Nice Article. Thanks. You are right about the need for clear definitions.

I’m not fully convinced by your example about Astrée. A tool like Astrée should not “assume” there is no dynamic allocation because it has the inference power to “check” this hypothesis. If it finds a dynamic allocation (it analyses complete programs), il will return “I don’t know (because your program is too complicated for me)” and stop here. This is sound and its removes this specific hypothesis.

[The main “problem” behind Astrée soundness is that Astrée is so precise that is it very fragile with respect to the C semantics. The less precise is your analysis, the less you care with subtleties of the target programming language semantics.]

A better example for me is the previous tool for static contract checking, developed by Francesco Logozzo and Manuel Fähndrich at Microsoft. It made assumptions about the non-aliasing of method parameters, and I don’t think it could check this assumption on its own.

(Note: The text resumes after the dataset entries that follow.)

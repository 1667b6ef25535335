pub mod end_of_file_packet;
pub mod error_packet;
pub mod handshake_packet;
pub mod ok_packet;
pub mod response_type;
pub mod result_set_row_packet;

pub use error_packet::check_error_packet;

This is a good point. When reading the paper on soundiness it mentions reflection as being a common feature that Java analyses ignore. But as you say: Why ignore it when you can detect it and complain?

Perhaps the point is that even if the feature is present, ignoring it and reporting results might be more useful than simply failing. The same could be true for Astrée when run on programs with malloc/free. This seems to relate to your point about precise semantics, but I’ll have to think more, to connect the dots.

Nice article, thanks! One point I can’t help but bring up is that I think it’s exceedingly difficult to technically distinguish “sound subject to assumptions” and “sound with respect to a model”, as every model implicitly or explicitly builds in assumptions. It seems to me that much of the discussion across the community has under-emphasized that “sound” is a relation.

This is a great point. The model is not one-size-fits-all; you can have different models that make different assumptions about execution, e.g., what happens if you access a buffer outside its bounds. Peter O’Hearn also pointed this out to me separately, and it makes sense. Thanks!

This is a nice article. Thanks for writing it.

One major reason to be having this discussion on soundness is the politics of using it to accept or reject papers. I think it is imperative to understand that disliking a paper because stated assumptions are perceived as unrealistic is dramatically different than disliking a paper because assumptions are not stated. If an author says that an analysis is sound, this merely means that the assumptions are stated. It says nothing about the goodness or badness of the analysis with regards to finding bugs. This is what empirical evaluations are supposed to demonstrate.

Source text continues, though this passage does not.